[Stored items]
-- Opening Marker --

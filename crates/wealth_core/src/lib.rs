//! # wealth_core: Foundation Layer for the Wealth Engine
//!
//! ## Layer 1 (Foundation) Role
//!
//! wealth_core is the bottom layer of the engine and provides:
//! - Strongly-typed identifiers: `AssetId`, `ClientId`, `GoalId` (`types::ids`)
//! - Asset universe description: `Asset`, `AssetClass`, `LiquidityClass`, `Universe` (`types`)
//! - Client description: `ClientProfile`, `BiasProfile`, `Goal`, `WealthSegment` (`types::client`)
//! - Dense linear algebra: `Matrix`, Cholesky, symmetric eigen-decomposition,
//!   nearest positive semi-definite projection (`math`)
//! - Sample statistics and the standard normal distribution (`math::statistics`)
//! - Error types: `LinalgError`, `DataError` (`types::error`)
//!
//! ## Zero Dependency Principle
//!
//! Layer 1 has no dependencies on other wealth_* crates, with minimal external dependencies:
//! - nalgebra: Dense factorisations behind [`math::decomposition`]
//! - num-traits: Traits for generic numerical computation
//! - thiserror: Error derivation
//! - serde: Serialisation of every public record
//!
//! ## Usage Examples
//!
//! ```rust
//! use wealth_core::math::{cholesky, Matrix};
//! use wealth_core::math::statistics::quantile;
//!
//! let cov = Matrix::from_rows(vec![vec![0.04, 0.006], vec![0.006, 0.0025]]).unwrap();
//! let lower = cholesky(&cov).unwrap();
//! assert!((lower[(0, 0)] - 0.2).abs() < 1e-12);
//!
//! let q = quantile(&[1.0_f64, 2.0, 3.0, 4.0], 0.5);
//! assert!((q - 2.5).abs() < 1e-12);
//! ```

#![deny(missing_docs)]
#![deny(rustdoc::broken_intra_doc_links)]
#![deny(rustdoc::private_intra_doc_links)]

pub mod math;
pub mod types;
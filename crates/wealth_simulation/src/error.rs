//! Error types for the path simulator.
//!
//! - `ConfigurationError`: rejected before any simulation work starts
//! - `SimulationError`: fatal to a whole run
//! - `ScenarioError`: confined to one scenario, reported in the outcome

use serde::{Deserialize, Serialize};
use thiserror::Error;
use wealth_core::types::DataError;
use wealth_models::ModelError;
use wealth_optimiser::OptimisationError;

/// Invalid simulation configuration.
///
/// # Examples
///
/// ```
/// use wealth_simulation::ConfigurationError;
///
/// let err = ConfigurationError::InvalidScenarioCount(0);
/// assert!(err.to_string().contains("scenario count 0"));
/// ```
#[derive(Error, Debug, Clone, PartialEq)]
pub enum ConfigurationError {
    /// Scenario count outside [1, 1_000_000].
    #[error("Invalid scenario count {0}: must be in range [1, 1_000_000]")]
    InvalidScenarioCount(usize),

    /// Period count outside [1, 1_200].
    #[error("Invalid period count {0}: must be in range [1, 1_200]")]
    InvalidPeriodCount(usize),

    /// Client count outside [1, 100_000].
    #[error("Invalid client count {0}: must be in range [1, 100_000]")]
    InvalidClientCount(usize),

    /// Periods per year must divide into quarters sensibly.
    #[error("Invalid periods per year {0}: must be one of 1, 2, 4, 12, 52, 252")]
    InvalidPeriodsPerYear(usize),

    /// Confidence level outside (0, 1).
    #[error("Invalid confidence level {0}: must lie strictly between 0 and 1")]
    InvalidConfidenceLevel(f64),

    /// Invalid parameter value with name and description.
    #[error("Invalid parameter '{name}': {reason}")]
    InvalidParameter {
        /// Parameter name
        name: &'static str,
        /// Description of the problem
        reason: String,
    },
}

impl ConfigurationError {
    /// Creates an `InvalidParameter` error.
    pub fn invalid(name: &'static str, reason: impl Into<String>) -> Self {
        Self::InvalidParameter {
            name,
            reason: reason.into(),
        }
    }
}

impl From<OptimisationError> for ConfigurationError {
    fn from(err: OptimisationError) -> Self {
        Self::invalid("constraints", err.to_string())
    }
}

/// Errors that abort a simulation run.
#[derive(Error, Debug, Clone, PartialEq)]
pub enum SimulationError {
    /// Configuration rejected at run start.
    #[error(transparent)]
    Configuration(#[from] ConfigurationError),

    /// Return model could not be built or used.
    #[error(transparent)]
    Model(#[from] ModelError),

    /// Client or portfolio record rejected.
    #[error(transparent)]
    Data(#[from] DataError),

    /// The run was cancelled; partial results were discarded.
    #[error("Simulation cancelled after {completed} of {requested} scenarios")]
    Cancelled {
        /// Scenarios finished before cancellation was observed
        completed: usize,
        /// Scenarios requested
        requested: usize,
    },

    /// Input inconsistent with the configured run.
    #[error("Invalid input: {0}")]
    InvalidInput(String),
}

impl SimulationError {
    /// Creates an `InvalidInput` error.
    pub fn invalid(reason: impl Into<String>) -> Self {
        Self::InvalidInput(reason.into())
    }
}

/// Failure confined to one scenario.
#[derive(Error, Debug, Clone, PartialEq)]
pub enum ScenarioError {
    /// A valuation became NaN or infinite.
    #[error("Non-finite {quantity} at period {period}")]
    NonFinite {
        /// Period at which the value was detected
        period: usize,
        /// Which quantity went bad
        quantity: &'static str,
    },

    /// The optimiser rejected its input for a reason other than infeasibility.
    #[error("Optimiser failed at period {period}: {source}")]
    Optimiser {
        /// Period of the rebalance
        period: usize,
        /// Underlying error
        source: OptimisationError,
    },

    /// The scenario was skipped because the run was cancelled.
    #[error("Cancelled before start")]
    Cancelled,
}

/// A scenario excluded from the results.
#[derive(Clone, Debug, PartialEq, Serialize, Deserialize)]
pub struct ScenarioFailure {
    /// Scenario index
    pub scenario: usize,
    /// Rendered cause
    pub cause: String,
}

#[cfg(test)]
mod tests {
    use super::*;

    #[test]
    fn test_configuration_error_display() {
        let err = ConfigurationError::InvalidConfidenceLevel(1.5);
        assert!(err.to_string().contains("1.5"));

        let err = ConfigurationError::invalid("cash_buffer", "must lie in [0, 1)");
        assert_eq!(
            err.to_string(),
            "Invalid parameter 'cash_buffer': must lie in [0, 1)"
        );
    }

    #[test]
    fn test_simulation_error_wraps_configuration() {
        let err: SimulationError = ConfigurationError::InvalidPeriodCount(0).into();
        assert!(matches!(err, SimulationError::Configuration(_)));
        assert!(err.to_string().contains("period count 0"));
    }

    #[test]
    fn test_cancelled_display() {
        let err = SimulationError::Cancelled {
            completed: 10,
            requested: 100,
        };
        assert_eq!(
            err.to_string(),
            "Simulation cancelled after 10 of 100 scenarios"
        );
    }
}
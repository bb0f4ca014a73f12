//! Portfolio construction strategies.
//!
//! This module provides `StrategyKind` for static dispatch over the
//! supported strategies and the [`StrategySelector`] that picks one per
//! client.
//!
//! ## Strategies
//!
//! - `MeanVariance`: frontier point at a risk aversion or target volatility
//! - `BlackLitterman`: equilibrium prior blended with investor views
//! - `RiskParity`: equal (or budgeted) risk contribution
//! - `MinimumVariance`: lowest-volatility feasible portfolio
//! - `MaximumSharpe`: tangency portfolio under the constraints
//!
//! ## Example
//!
//! ```
//! use wealth_core::types::WealthSegment;
//! use wealth_optimiser::strategy::{OptimisationStrategy, StrategyKind, StrategySelector};
//!
//! let selector = StrategySelector::new(StrategyKind::mean_variance())
//!     .with_segment_override(WealthSegment::Uhnw, StrategyKind::risk_parity());
//!
//! assert_eq!(selector.select(WealthSegment::Uhnw, 5.0).name(), "risk_parity");
//! assert_eq!(selector.select(WealthSegment::Hnw, 5.0).name(), "mean_variance");
//! ```

mod black_litterman;
mod maximum_sharpe;
mod mean_variance;
mod minimum_variance;
mod risk_parity;

pub use black_litterman::{BlackLitterman, View};
pub use maximum_sharpe::MaximumSharpe;
pub use mean_variance::MeanVariance;
pub use minimum_variance::MinimumVariance;
pub use risk_parity::RiskParity;

use crate::constraints::FeasibleRegion;
use crate::error::OptimisationError;
use crate::problem::OptimisationProblem;
use crate::solver::Solution;
use serde::{Deserialize, Serialize};
use wealth_core::types::WealthSegment;

/// Behaviour shared by all strategies.
pub trait OptimisationStrategy {
    /// Strategy name.
    fn name(&self) -> &'static str;

    /// Finds target weights inside `region`.
    ///
    /// # Errors
    ///
    /// Returns `OptimisationError::InvalidInput` for strategy parameters
    /// that do not fit the problem.
    fn solve(
        &self,
        problem: &OptimisationProblem,
        region: &FeasibleRegion,
    ) -> Result<Solution, OptimisationError>;

    /// Strategy objective evaluated at `weights`.
    fn objective(&self, problem: &OptimisationProblem, weights: &[f64]) -> f64;
}

/// Static dispatch enum over the strategies.
#[derive(Clone, Debug, PartialEq, Serialize, Deserialize)]
#[serde(tag = "type", rename_all = "snake_case")]
pub enum StrategyKind {
    /// Mean-variance utility
    MeanVariance(MeanVariance),
    /// Black-Litterman posterior with mean-variance weights
    BlackLitterman(BlackLitterman),
    /// Risk parity
    RiskParity(RiskParity),
    /// Minimum variance
    MinimumVariance,
    /// Maximum Sharpe ratio
    MaximumSharpe(MaximumSharpe),
}

impl Default for StrategyKind {
    fn default() -> Self {
        Self::mean_variance()
    }
}

impl StrategyKind {
    /// Mean-variance at the client's risk aversion.
    pub fn mean_variance() -> Self {
        StrategyKind::MeanVariance(MeanVariance::default())
    }

    /// Black-Litterman with default τ and δ and no views.
    pub fn black_litterman() -> Self {
        StrategyKind::BlackLitterman(BlackLitterman::default())
    }

    /// Equal risk contribution.
    pub fn risk_parity() -> Self {
        StrategyKind::RiskParity(RiskParity::default())
    }

    /// Maximum Sharpe with a 2% risk-free rate.
    pub fn maximum_sharpe() -> Self {
        StrategyKind::MaximumSharpe(MaximumSharpe::default())
    }

    /// Strategy implied by a client's risk tolerance on the 0–10 scale:
    /// maximum Sharpe from 7, risk parity from 4, minimum variance below.
    pub fn for_risk_tolerance(risk_tolerance: f64) -> Self {
        if risk_tolerance >= 7.0 {
            Self::maximum_sharpe()
        } else if risk_tolerance >= 4.0 {
            Self::risk_parity()
        } else {
            StrategyKind::MinimumVariance
        }
    }
}

impl OptimisationStrategy for StrategyKind {
    fn name(&self) -> &'static str {
        match self {
            StrategyKind::MeanVariance(s) => s.name(),
            StrategyKind::BlackLitterman(s) => s.name(),
            StrategyKind::RiskParity(s) => s.name(),
            StrategyKind::MinimumVariance => MinimumVariance.name(),
            StrategyKind::MaximumSharpe(s) => s.name(),
        }
    }

    fn solve(
        &self,
        problem: &OptimisationProblem,
        region: &FeasibleRegion,
    ) -> Result<Solution, OptimisationError> {
        match self {
            StrategyKind::MeanVariance(s) => s.solve(problem, region),
            StrategyKind::BlackLitterman(s) => s.solve(problem, region),
            StrategyKind::RiskParity(s) => s.solve(problem, region),
            StrategyKind::MinimumVariance => MinimumVariance.solve(problem, region),
            StrategyKind::MaximumSharpe(s) => s.solve(problem, region),
        }
    }

    fn objective(&self, problem: &OptimisationProblem, weights: &[f64]) -> f64 {
        match self {
            StrategyKind::MeanVariance(s) => s.objective(problem, weights),
            StrategyKind::BlackLitterman(s) => s.objective(problem, weights),
            StrategyKind::RiskParity(s) => s.objective(problem, weights),
            StrategyKind::MinimumVariance => MinimumVariance.objective(problem, weights),
            StrategyKind::MaximumSharpe(s) => s.objective(problem, weights),
        }
    }
}

/// Strategy assigned to one wealth segment.
#[derive(Clone, Debug, PartialEq, Serialize, Deserialize)]
pub struct SegmentStrategy {
    /// Segment the override applies to
    pub segment: WealthSegment,
    /// Strategy for that segment
    pub strategy: StrategyKind,
}

/// Chooses a strategy per client.
///
/// Segment overrides win; otherwise the default strategy is used, or the
/// risk-tolerance rule of [`StrategyKind::for_risk_tolerance`] when
/// `by_risk_tolerance` is set.
#[derive(Clone, Debug, Default, PartialEq, Serialize, Deserialize)]
#[serde(default)]
pub struct StrategySelector {
    /// Strategy used without an override
    pub default: StrategyKind,
    /// Select by risk tolerance instead of `default`
    pub by_risk_tolerance: bool,
    /// Per-segment overrides
    pub segment_overrides: Vec<SegmentStrategy>,
}

impl StrategySelector {
    /// Selector that always returns `default`.
    pub fn new(default: StrategyKind) -> Self {
        Self {
            default,
            by_risk_tolerance: false,
            segment_overrides: Vec::new(),
        }
    }

    /// Selector driven by risk tolerance.
    pub fn by_risk_tolerance() -> Self {
        Self {
            by_risk_tolerance: true,
            ..Self::default()
        }
    }

    /// Adds or replaces the override for `segment`.
    pub fn with_segment_override(mut self, segment: WealthSegment, strategy: StrategyKind) -> Self {
        self.segment_overrides.retain(|o| o.segment != segment);
        self.segment_overrides.push(SegmentStrategy { segment, strategy });
        self
    }

    /// Strategy for a client in `segment` with `risk_tolerance`.
    pub fn select(&self, segment: WealthSegment, risk_tolerance: f64) -> StrategyKind {
        if let Some(o) = self.segment_overrides.iter().find(|o| o.segment == segment) {
            return o.strategy.clone();
        }
        if self.by_risk_tolerance {
            StrategyKind::for_risk_tolerance(risk_tolerance)
        } else {
            self.default.clone()
        }
    }
}
//! Per-scenario return sampler.
//!
//! [`ReturnModel`] combines the factor model, the regime chain and the
//! private-market adjustments into a single period step:
//!
//! 1. draw the next regime from one uniform
//! 2. draw `k` factor normals, correlated through the regime's factor covariance root
//! 3. optionally mix with a chi-square draw for Student-t tails
//! 4. draw one idiosyncratic normal per asset
//! 5. add the per-period drift, floor at −99%
//! 6. apply J-curve and appraisal smoothing to private-market assets
//!
//! The scenario's regime and last reported alternative returns live in an
//! explicit [`ScenarioState`] value that the caller threads from period to
//! period. The sampler itself holds no mutable state and is shared across
//! worker threads by reference.

use crate::alternatives::reported_return;
use crate::error::ModelError;
use crate::factor::FactorModel;
use crate::regime::RegimeSwitching;
use crate::rng::{derive_seed, SimRng};
use rand_distr::ChiSquared;
use serde::{Deserialize, Serialize};
use std::collections::HashMap;
use std::sync::Arc;
use wealth_core::math::{covariance_factor, Matrix};
use wealth_core::types::{AssetId, Universe};

/// Simple returns are floored here so that no holding goes negative.
pub const RETURN_FLOOR: f64 = -0.99;

const FACTOR_TOLERANCE: f64 = 1e-12;

/// Shape of the joint innovation distribution.
#[derive(Clone, Copy, Debug, Default, PartialEq, Serialize, Deserialize)]
#[serde(tag = "kind", rename_all = "snake_case")]
pub enum TailModel {
    /// Multivariate normal innovations
    #[default]
    Gaussian,
    /// Multivariate Student-t innovations with unit variance
    StudentT {
        /// Degrees of freedom, strictly greater than two
        degrees_of_freedom: f64,
    },
}

/// Regime and smoothing memory of one scenario.
#[derive(Clone, Debug, PartialEq, Serialize, Deserialize)]
pub struct ScenarioState {
    /// Current regime index
    pub regime: usize,
    /// Last reported return per asset (used by appraisal smoothing)
    pub previous_reported: Vec<f64>,
}

/// Returns drawn for a single period of a single scenario.
#[derive(Clone, Debug, PartialEq)]
pub struct PeriodDraw {
    /// Period index
    pub period: usize,
    /// Regime in force during the period
    pub regime: usize,
    /// Reported simple return per asset, in universe order
    pub asset_returns: Vec<f64>,
    /// Realised factor returns
    pub factor_returns: Vec<f64>,
}

/// Pre-computed per-period sampling parameters for one regime.
#[derive(Clone, Debug)]
struct RegimeParameters {
    factor_root: Matrix,
    idiosyncratic_std: Vec<f64>,
    drift: Vec<f64>,
}

/// Forward-looking multi-asset return model.
#[derive(Clone, Debug)]
pub struct ReturnModel {
    universe: Arc<Universe>,
    factor_model: FactorModel,
    regimes: RegimeSwitching,
    periods_per_year: usize,
    tail: TailModel,
    chi_squared: Option<ChiSquared<f64>>,
    parameters: Vec<RegimeParameters>,
    base_covariance: Matrix,
}

impl ReturnModel {
    /// Creates a return model.
    ///
    /// Every regime's stressed factor model is built and verified once here,
    /// so sampling never fails on the covariance.
    ///
    /// # Errors
    ///
    /// - `ModelError::InvalidParameter` if `periods_per_year` is zero
    /// - `ModelError::DimensionMismatch` if the factor model and universe disagree
    /// - `ModelError::NotPositiveSemiDefinite` if a regime covariance is not PSD
    pub fn new(
        universe: Arc<Universe>,
        factor_model: FactorModel,
        regimes: RegimeSwitching,
        periods_per_year: usize,
    ) -> Result<Self, ModelError> {
        if periods_per_year == 0 {
            return Err(ModelError::invalid("periods_per_year", "must be positive"));
        }
        if factor_model.n_assets() != universe.len() {
            return Err(ModelError::DimensionMismatch {
                context: "factor loadings vs universe",
                expected: universe.len(),
                found: factor_model.n_assets(),
            });
        }
        let base_covariance = factor_model.asset_covariance()?;
        let ppy = periods_per_year as f64;

        let parameters = regimes
            .regimes()
            .iter()
            .map(|regime| {
                let stressed =
                    factor_model.stressed(regime.vol_multiplier, regime.correlation_stress)?;
                let factor_root = covariance_factor(
                    &stressed.factor_covariance().scale(1.0 / ppy),
                    FACTOR_TOLERANCE,
                )?;
                let idiosyncratic_std = stressed
                    .idiosyncratic_variance()
                    .iter()
                    .map(|v| (v / ppy).sqrt())
                    .collect();
                let drift = universe
                    .assets()
                    .iter()
                    .map(|a| {
                        let shift = if a.class.is_risky() {
                            regime.drift_shift
                        } else {
                            0.0
                        };
                        (a.expected_return + shift) / ppy
                    })
                    .collect();
                Ok(RegimeParameters {
                    factor_root,
                    idiosyncratic_std,
                    drift,
                })
            })
            .collect::<Result<Vec<_>, ModelError>>()?;

        Ok(Self {
            universe,
            factor_model,
            regimes,
            periods_per_year,
            tail: TailModel::Gaussian,
            chi_squared: None,
            parameters,
            base_covariance,
        })
    }

    /// Switches the innovation distribution.
    ///
    /// # Errors
    ///
    /// Returns `ModelError::InvalidParameter` unless the Student-t degrees of
    /// freedom exceed two (finite variance).
    pub fn with_tail_model(mut self, tail: TailModel) -> Result<Self, ModelError> {
        self.chi_squared = match tail {
            TailModel::Gaussian => None,
            TailModel::StudentT { degrees_of_freedom } => {
                if !(degrees_of_freedom > 2.0) || !degrees_of_freedom.is_finite() {
                    return Err(ModelError::invalid(
                        "degrees_of_freedom",
                        "must be finite and greater than 2",
                    ));
                }
                Some(ChiSquared::new(degrees_of_freedom).map_err(|e| {
                    ModelError::invalid("degrees_of_freedom", e.to_string())
                })?)
            }
        };
        self.tail = tail;
        Ok(self)
    }

    /// Asset universe.
    #[inline]
    pub fn universe(&self) -> &Arc<Universe> {
        &self.universe
    }

    /// Underlying (unstressed) factor model.
    #[inline]
    pub fn factor_model(&self) -> &FactorModel {
        &self.factor_model
    }

    /// Regime chain.
    #[inline]
    pub fn regimes(&self) -> &RegimeSwitching {
        &self.regimes
    }

    /// Simulation periods per year.
    #[inline]
    pub fn periods_per_year(&self) -> usize {
        self.periods_per_year
    }

    /// Innovation distribution.
    #[inline]
    pub fn tail_model(&self) -> TailModel {
        self.tail
    }

    /// Annual expected returns in universe order.
    pub fn expected_returns(&self) -> Vec<f64> {
        self.universe.expected_returns()
    }

    /// Annual asset covariance of the unstressed model.
    #[inline]
    pub fn covariance(&self) -> &Matrix {
        &self.base_covariance
    }

    /// State at the start of every scenario.
    pub fn initial_state(&self) -> ScenarioState {
        ScenarioState {
            regime: self.regimes.initial_state(),
            previous_reported: vec![0.0; self.universe.len()],
        }
    }

    /// Draws one period's returns and returns them with the next scenario state.
    ///
    /// Random draws are consumed in a fixed order (regime uniform, factor
    /// normals, optional chi-square, idiosyncratic normals), so the same
    /// generator state always yields the same draw.
    pub fn draw_period(
        &self,
        state: &ScenarioState,
        period: usize,
        rng: &mut SimRng,
    ) -> (PeriodDraw, ScenarioState) {
        let regime = self.regimes.next_state(state.regime, rng.gen_uniform());
        let params = &self.parameters[regime];

        let k = self.factor_model.n_factors();
        let mut z = vec![0.0; k];
        rng.fill_normal(&mut z);
        let mut factor_returns = vec![0.0; k];
        for (i, f) in factor_returns.iter_mut().enumerate() {
            *f = params
                .factor_root
                .row(i)
                .iter()
                .zip(&z)
                .map(|(l, zi)| l * zi)
                .sum();
        }

        let scale = match &self.chi_squared {
            Some(chi) => {
                let nu = match self.tail {
                    TailModel::StudentT { degrees_of_freedom } => degrees_of_freedom,
                    TailModel::Gaussian => 0.0,
                };
                let w = rng.sample(chi).max(f64::MIN_POSITIVE);
                ((nu - 2.0) / w).sqrt()
            }
            None => 1.0,
        };
        for f in factor_returns.iter_mut() {
            *f *= scale;
        }

        let loadings = self.factor_model.loadings();
        let mut asset_returns = Vec::with_capacity(self.universe.len());
        let mut previous_reported = Vec::with_capacity(self.universe.len());
        for (i, asset) in self.universe.assets().iter().enumerate() {
            let systematic: f64 = loadings
                .row(i)
                .iter()
                .zip(&factor_returns)
                .map(|(b, f)| b * f)
                .sum();
            let idiosyncratic = scale * params.idiosyncratic_std[i] * rng.gen_normal();
            let true_return = (params.drift[i] + systematic + idiosyncratic).max(RETURN_FLOOR);
            let reported = match &asset.private_market {
                Some(terms) => reported_return(
                    terms,
                    true_return,
                    state.previous_reported[i],
                    period,
                    self.periods_per_year,
                )
                .max(RETURN_FLOOR),
                None => true_return,
            };
            asset_returns.push(reported);
            previous_reported.push(reported);
        }

        (
            PeriodDraw {
                period,
                regime,
                asset_returns,
                factor_returns,
            },
            ScenarioState {
                regime,
                previous_reported,
            },
        )
    }

    /// Cross-section of returns at `period` across `num_scenarios` scenarios.
    ///
    /// Each scenario runs its own regime path from period 1, seeded from
    /// `(seed, 0, scenario)`, so the draw for a given scenario matches what
    /// the path simulator sees for client index 0.
    ///
    /// # Errors
    ///
    /// Returns `ModelError::InvalidParameter` if `period` is zero.
    pub fn sample_returns(
        &self,
        period: usize,
        num_scenarios: usize,
        seed: u64,
    ) -> Result<HashMap<AssetId, Vec<f64>>, ModelError> {
        if period == 0 {
            return Err(ModelError::invalid("period", "periods are numbered from 1"));
        }
        let mut columns = vec![Vec::with_capacity(num_scenarios); self.universe.len()];
        for scenario in 0..num_scenarios {
            let mut rng = SimRng::from_seed(derive_seed(seed, 0, scenario as u64));
            let mut state = self.initial_state();
            let mut last = None;
            for t in 1..=period {
                let (draw, next) = self.draw_period(&state, t, &mut rng);
                state = next;
                last = Some(draw);
            }
            if let Some(draw) = last {
                for (column, r) in columns.iter_mut().zip(draw.asset_returns) {
                    column.push(r);
                }
            }
        }
        Ok(self.universe.ids().cloned().zip(columns).collect())
    }
}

-- Closing Marker --

Your objective
Above are the records. Copy the lines beginning at the one that has "if !(degrees_of_freedom >" and ending with the one that has "let params = &self.parameters[regime];", unchanged.

Task result
                if !(degrees_of_freedom > 2.0) || !degrees_of_freedom.is_finite() {
                    return Err(ModelError::invalid(
                        "degrees_of_freedom",
                        "must be finite and greater than 2",
                    ));
                }
                Some(ChiSquared::new(degrees_of_freedom).map_err(|e| {
                    ModelError::invalid("degrees_of_freedom", e.to_string())
                })?)
            }
        };
        self.tail = tail;
        Ok(self)
    }

    /// Asset universe.
    #[inline]
    pub fn universe(&self) -> &Arc<Universe> {
        &self.universe
    }

    /// Underlying (unstressed) factor model.
    #[inline]
    pub fn factor_model(&self) -> &FactorModel {
        &self.factor_model
    }

    /// Regime chain.
    #[inline]
    pub fn regimes(&self) -> &RegimeSwitching {
        &self.regimes
    }

    /// Simulation periods per year.
    #[inline]
    pub fn periods_per_year(&self) -> usize {
        self.periods_per_year
    }

    /// Innovation distribution.
    #[inline]
    pub fn tail_model(&self) -> TailModel {
        self.tail
    }

    /// Annual expected returns in universe order.
    pub fn expected_returns(&self) -> Vec<f64> {
        self.universe.expected_returns()
    }

    /// Annual asset covariance of the unstressed model.
    #[inline]
    pub fn covariance(&self) -> &Matrix {
        &self.base_covariance
    }

    /// State at the start of every scenario.
    pub fn initial_state(&self) -> ScenarioState {
        ScenarioState {
            regime: self.regimes.initial_state(),
            previous_reported: vec![0.0; self.universe.len()],
        }
    }

    /// Draws one period's returns and returns them with the next scenario state.
    ///
    /// Random draws are consumed in a fixed order (regime uniform, factor
    /// normals, optional chi-square, idiosyncratic normals), so the same
    /// generator state always yields the same draw.
    pub fn draw_period(
        &self,
        state: &ScenarioState,
        period: usize,
        rng: &mut SimRng,
    ) -> (PeriodDraw, ScenarioState) {
        let regime = self.regimes.next_state(state.regime, rng.gen_uniform());
        let params = &self.parameters[regime];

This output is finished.